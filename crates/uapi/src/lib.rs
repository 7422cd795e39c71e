//! 与用户空间共用定义和声明
//!
//! 包含常量、类型和函数声明，确保内核和用户空间的一致性

#![no_std]
// uapi 中包含大量与 Linux 兼容的常量/结构体字段定义；逐项补 `///` 噪声较大。
#![allow(missing_docs)]

pub mod errno;
pub mod fcntl;
pub mod fs;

☆ ☆ ☆

What is needed ▸ Repeat the data in full, keeping each word exactly as it is.

Finished task ▸
filename crates/uapi/src/lib.rs
repository 7422cd795e39c71e
//! 与用户空间共用定义和声明
//!
//! 包含常量、类型和函数声明，确保内核和用户空间的一致性

#![no_std]
// uapi 中包含大量与 Linux 兼容的常量/结构体字段定义；逐项补 `///` 噪声较大。
#![allow(missing_docs)]

pub mod errno;
pub mod fcntl;
pub mod fs;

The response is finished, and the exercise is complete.